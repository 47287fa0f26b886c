//! How a run of the target ended.

use std::fmt;

use ladder_core::{CanaryMismatch, Fault, Invocation};

/// Terminal result of an emulated process.
#[derive(Debug, Clone, PartialEq, Eq)]
pub enum Outcome {
    /// Every frame returned to its caller.
    Returned,
    /// Control reached a win oracle.
    Exploited(Invocation),
    /// A canary check failed.
    Aborted(CanaryMismatch),
    /// The emulated process faulted.
    Crashed(Fault),
}

/// Outcome without its payload, for comparing runs.
#[derive(Debug, Clone, Copy, PartialEq, Eq, Hash)]
pub enum Classification {
    Normal,
    Exploited,
    Aborted,
    Crashed,
}

impl Outcome {
    pub fn classification(&self) -> Classification {
        match self {
            Outcome::Returned => Classification::Normal,
            Outcome::Exploited(_) => Classification::Exploited,
            Outcome::Aborted(_) => Classification::Aborted,
            Outcome::Crashed(_) => Classification::Crashed,
        }
    }

    pub fn is_exploited(&self) -> bool {
        matches!(self, Outcome::Exploited(_))
    }
}

impl fmt::Display for Classification {
    fn fmt(&self, f: &mut fmt::Formatter<'_>) -> fmt::Result {
        let name = match self {
            Classification::Normal => "normal",
            Classification::Exploited => "exploited",
            Classification::Aborted => "aborted",
            Classification::Crashed => "crashed",
        };
        f.write_str(name)
    }
}
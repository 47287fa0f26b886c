//! Runtime configuration.
//!
//! Protection profiles are fixed per tier at build time. What can be set at
//! run time is the process seed and where the shell hand-off goes:
//!
//! - `LADDER_SEED`: hex seed for the process RNG (`--seed` overrides it)
//! - `LADDER_SHELL`: shell for the hand-off, default `/bin/sh`, `none` to
//!   exit after the banner instead

use std::env;

use log::debug;
use rand::Rng;

use crate::error::{Result, TargetError};
use crate::shell::ShellHandOff;

pub const SEED_VAR: &str = "LADDER_SEED";
pub const SHELL_VAR: &str = "LADDER_SHELL";

#[derive(Debug, Clone, PartialEq, Eq)]
pub struct RuntimeConfig {
    pub seed: Option<u64>,
    pub shell: ShellHandOff,
}

impl Default for RuntimeConfig {
    fn default() -> Self {
        RuntimeConfig {
            seed: None,
            shell: ShellHandOff::from_setting(None),
        }
    }
}

impl RuntimeConfig {
    pub fn from_env() -> Result<Self> {
        Self::from_lookup(|key| env::var(key).ok())
    }

    /// Build from an arbitrary variable source.
    pub fn from_lookup<F>(lookup: F) -> Result<Self>
    where
        F: Fn(&str) -> Option<String>,
    {
        let seed = match lookup(SEED_VAR).filter(|s| !s.trim().is_empty()) {
            Some(text) => Some(parse_seed(&text)?),
            None => None,
        };
        let shell = ShellHandOff::from_setting(lookup(SHELL_VAR).as_deref());
        let config = RuntimeConfig { seed, shell };
        debug!("config: {config:?}");
        Ok(config)
    }

    /// A seed given on the command line wins over the environment.
    pub fn override_seed(&mut self, seed: Option<u64>) {
        if seed.is_some() {
            self.seed = seed;
        }
    }

    /// The configured seed, or a fresh random one.
    pub fn resolve_seed(&self) -> u64 {
        self.seed.unwrap_or_else(|| rand::thread_rng().gen())
    }
}

/// Parse a hex seed, with or without a `0x` prefix.
pub fn parse_seed(text: &str) -> Result<u64> {
    let digits = text.trim().trim_start_matches("0x");
    u64::from_str_radix(digits, 16)
        .map_err(|_| TargetError::Config(format!("invalid hex seed '{}'", text)))
}

#[cfg(test)]
mod tests {
    use super::*;
    use std::path::PathBuf;

    #[test]
    fn test_parse_seed() {
        assert_eq!(parse_seed("0xdeadbeef").unwrap(), 0xdead_beef);
        assert_eq!(parse_seed("42").unwrap(), 0x42);
        assert!(matches!(parse_seed("zz"), Err(TargetError::Config(_))));
    }

    #[test]
    fn test_from_lookup() {
        let config = RuntimeConfig::from_lookup(|key| match key {
            SEED_VAR => Some("0x10".to_string()),
            SHELL_VAR => Some("none".to_string()),
            _ => None,
        })
        .unwrap();
        assert_eq!(config.seed, Some(0x10));
        assert_eq!(config.shell, ShellHandOff::Disabled);
    }

    #[test]
    fn test_defaults_and_override() {
        let mut config = RuntimeConfig::from_lookup(|_| None).unwrap();
        assert_eq!(config.seed, None);
        assert_eq!(config.shell, ShellHandOff::Exec(PathBuf::from("/bin/sh")));
        config.override_seed(None);
        assert_eq!(config.seed, None);
        config.override_seed(Some(7));
        assert_eq!(config.resolve_seed(), 7);
    }

    #[test]
    fn test_bad_seed_in_env() {
        let err = RuntimeConfig::from_lookup(|key| (key == SEED_VAR).then(|| "nope".to_string()));
        assert!(err.is_err());
    }
}
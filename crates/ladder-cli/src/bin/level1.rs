//! Tier 1: no canary, executable stack, no ASLR.

use ladder_cli::{exit_with, init_logging, parse_or_usage, run_direct, DirectArgs};
use ladder_runtime::TIER1;

fn main() {
    init_logging();
    let args: DirectArgs = parse_or_usage(&TIER1);
    exit_with(run_direct(&TIER1, args));
}
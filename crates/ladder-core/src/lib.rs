//! Emulated x86-64 process model for the stack ladder.
//!
//! Every challenge tier runs inside this model instead of on real memory:
//! a program image, a libc mapping, an input arena and a downward-growing
//! stack, all little-endian with 8-byte slots (System V x86-64). The pieces
//! compose bottom-up:
//!
//! - [`profile`]: per-tier protection configuration (canary, NX, ASLR, RELRO)
//! - [`image`]: symbol tables and the per-process address space
//! - [`memory`]: mapped regions with permissions
//! - [`frame`]: stack frames, the unchecked copy and the canary check
//! - [`format`]: printf-compatible formatter used as the leak primitive
//! - [`gadget`]: the gadget surface contract and its x86-64 encoding
//! - [`oracle`]: win oracles and how they were reached
//! - [`cpu`]: control transfer after a (possibly hijacked) return

pub mod cpu;
pub mod error;
pub mod format;
pub mod frame;
pub mod gadget;
pub mod image;
pub mod memory;
pub mod oracle;
pub mod profile;

pub use cpu::{Cpu, Landing, Registers};
pub use error::Fault;
pub use format::{ArgumentSource, LeakEvent};
pub use frame::{CanaryMismatch, Epilogue, FrameLayout, StackFrame};
pub use gadget::{GadgetOp, GadgetSurface, Reg};
pub use image::{AddressSpace, LoadedImage, Role, Symbol};
pub use memory::{Memory, Perms, Region};
pub use oracle::{Invocation, Trigger, WinOracle};
pub use profile::{ProtectionProfile, Relro};
//! Mapped memory of the emulated process.
//!
//! A [`Memory`] is a list of non-overlapping [`Region`]s. Writable regions
//! are dense byte vectors; read-only regions read as a fill byte except for
//! a few patched spans (the gadget encoding, `"/bin/sh"`), which keeps a
//! 2 MiB libc mapping from costing 2 MiB.

use log::trace;

use crate::error::Fault;

/// Page permissions.
#[derive(Debug, Clone, Copy, PartialEq, Eq)]
pub struct Perms {
    pub read: bool,
    pub write: bool,
    pub exec: bool,
}

impl Perms {
    pub const RX: Perms = Perms { read: true, write: false, exec: true };
    pub const RW: Perms = Perms { read: true, write: true, exec: false };
    pub const RWX: Perms = Perms { read: true, write: true, exec: true };
}

/// One mapping.
#[derive(Debug, Clone)]
pub struct Region {
    pub name: &'static str,
    pub base: u64,
    pub size: u64,
    pub perms: Perms,
    bytes: Vec<u8>,
    fill: u8,
    patches: Vec<(u64, Vec<u8>)>,
}

impl Region {
    /// Zero-initialized writable region.
    pub fn zeroed(name: &'static str, base: u64, size: u64, perms: Perms) -> Self {
        Region {
            name,
            base,
            size,
            perms,
            bytes: vec![0; size as usize],
            fill: 0,
            patches: Vec::new(),
        }
    }

    /// Writable region initialized from `data`, rounded up to whole pages.
    pub fn with_data(name: &'static str, base: u64, data: &[u8], perms: Perms) -> Self {
        let size = ((data.len() as u64) + 0xfff) & !0xfff;
        let mut region = Region::zeroed(name, base, size.max(0x1000), perms);
        region.bytes[..data.len()].copy_from_slice(data);
        region
    }

    /// Sparse region reading as `fill` outside the patched spans.
    pub fn sparse(name: &'static str, base: u64, size: u64, perms: Perms, fill: u8) -> Self {
        Region {
            name,
            base,
            size,
            perms,
            bytes: Vec::new(),
            fill,
            patches: Vec::new(),
        }
    }

    /// Overlay `data` at `offset` (sparse regions only read patches).
    pub fn patch(mut self, offset: u64, data: &[u8]) -> Self {
        self.patches.push((offset, data.to_vec()));
        self
    }

    pub fn contains(&self, addr: u64) -> bool {
        addr >= self.base && addr - self.base < self.size
    }

    fn read_byte(&self, addr: u64) -> u8 {
        let off = addr - self.base;
        if let Some(b) = self.bytes.get(off as usize) {
            return *b;
        }
        for (start, data) in &self.patches {
            if off >= *start && off < start + data.len() as u64 {
                return data[(off - start) as usize];
            }
        }
        self.fill
    }
}

/// The mapped address space of one emulated process.
#[derive(Debug, Clone, Default)]
pub struct Memory {
    regions: Vec<Region>,
}

impl Memory {
    pub fn new() -> Self {
        Memory { regions: Vec::new() }
    }

    /// Add a mapping. Mappings must not overlap.
    pub fn map(&mut self, region: Region) {
        debug_assert!(
            !self
                .regions
                .iter()
                .any(|r| r.contains(region.base) || region.contains(r.base)),
            "overlapping mapping {}",
            region.name
        );
        self.regions.push(region);
    }

    pub fn region_at(&self, addr: u64) -> Option<&Region> {
        self.regions.iter().find(|r| r.contains(addr))
    }

    fn region_at_mut(&mut self, addr: u64) -> Option<&mut Region> {
        self.regions.iter_mut().find(|r| r.contains(addr))
    }

    pub fn perms_at(&self, addr: u64) -> Option<Perms> {
        self.region_at(addr).map(|r| r.perms)
    }

    pub fn read_u8(&self, addr: u64) -> Result<u8, Fault> {
        match self.region_at(addr) {
            Some(r) if r.perms.read => Ok(r.read_byte(addr)),
            _ => Err(Fault::Segmentation { addr }),
        }
    }

    pub fn read_bytes(&self, addr: u64, len: usize) -> Result<Vec<u8>, Fault> {
        (0..len as u64)
            .map(|i| self.read_u8(addr.wrapping_add(i)))
            .collect()
    }

    pub fn read_u64(&self, addr: u64) -> Result<u64, Fault> {
        let mut raw = [0u8; 8];
        for (i, b) in raw.iter_mut().enumerate() {
            *b = self.read_u8(addr.wrapping_add(i as u64))?;
        }
        Ok(u64::from_le_bytes(raw))
    }

    /// Read a NUL-terminated string, at most `limit` bytes when given.
    pub fn read_c_string(&self, addr: u64, limit: Option<usize>) -> Result<Vec<u8>, Fault> {
        let mut out = Vec::new();
        let mut cursor = addr;
        while limit.map_or(true, |l| out.len() < l) {
            let b = self.read_u8(cursor)?;
            if b == 0 {
                break;
            }
            out.push(b);
            cursor = cursor.wrapping_add(1);
        }
        Ok(out)
    }

    /// Store bytes one at a time. Bytes written before a fault stay written,
    /// the same as a `rep movsb` that runs off the end of a mapping.
    pub fn write_bytes(&mut self, addr: u64, data: &[u8]) -> Result<(), Fault> {
        trace!("write {} bytes at 0x{:x}", data.len(), addr);
        for (i, &b) in data.iter().enumerate() {
            let at = addr.wrapping_add(i as u64);
            let region = self
                .region_at_mut(at)
                .ok_or(Fault::Segmentation { addr: at })?;
            if !region.perms.write {
                return Err(Fault::ReadOnly { addr: at });
            }
            let off = (at - region.base) as usize;
            if off >= region.bytes.len() {
                let fill = region.fill;
                region.bytes.resize(off + 1, fill);
            }
            region.bytes[off] = b;
        }
        Ok(())
    }

    pub fn write_u64(&mut self, addr: u64, value: u64) -> Result<(), Fault> {
        self.write_bytes(addr, &value.to_le_bytes())
    }
}

#[cfg(test)]
mod tests {
    use super::*;

    fn sample() -> Memory {
        let mut mem = Memory::new();
        mem.map(Region::zeroed("stack", 0x7000, 0x1000, Perms::RW));
        mem.map(Region::sparse("text", 0x40_0000, 0x4000, Perms::RX, 0xcc).patch(0x10, b"\x5f\xc3"));
        mem
    }

    #[test]
    fn test_u64_little_endian() {
        let mut mem = sample();
        mem.write_u64(0x7100, 0x1122_3344_5566_7788).unwrap();
        assert_eq!(mem.read_u8(0x7100).unwrap(), 0x88);
        assert_eq!(mem.read_u64(0x7100).unwrap(), 0x1122_3344_5566_7788);
    }

    #[test]
    fn test_sparse_reads_fill_and_patches() {
        let mem = sample();
        assert_eq!(mem.read_u8(0x40_0000).unwrap(), 0xcc);
        assert_eq!(mem.read_bytes(0x40_0010, 2).unwrap(), vec![0x5f, 0xc3]);
    }

    #[test]
    fn test_write_past_top_faults_after_partial_write() {
        let mut mem = sample();
        let err = mem.write_bytes(0x7ffe, b"ABCD").unwrap_err();
        assert_eq!(err, Fault::Segmentation { addr: 0x8000 });
        assert_eq!(mem.read_bytes(0x7ffe, 2).unwrap(), b"AB".to_vec());
    }

    #[test]
    fn test_read_only_rejects_writes() {
        let mut mem = sample();
        assert_eq!(
            mem.write_u64(0x40_0000, 0).unwrap_err(),
            Fault::ReadOnly { addr: 0x40_0000 }
        );
    }

    #[test]
    fn test_c_string() {
        let mut mem = sample();
        mem.write_bytes(0x7200, b"hello\0world").unwrap();
        assert_eq!(mem.read_c_string(0x7200, None).unwrap(), b"hello".to_vec());
        assert_eq!(mem.read_c_string(0x7200, Some(3)).unwrap(), b"hel".to_vec());
        assert!(mem.read_c_string(0x1234, None).is_err());
    }
}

- - - - - - -

**The task:**
How many of the lines above contain "encoding"? Give the number by itself.

**Response:**
2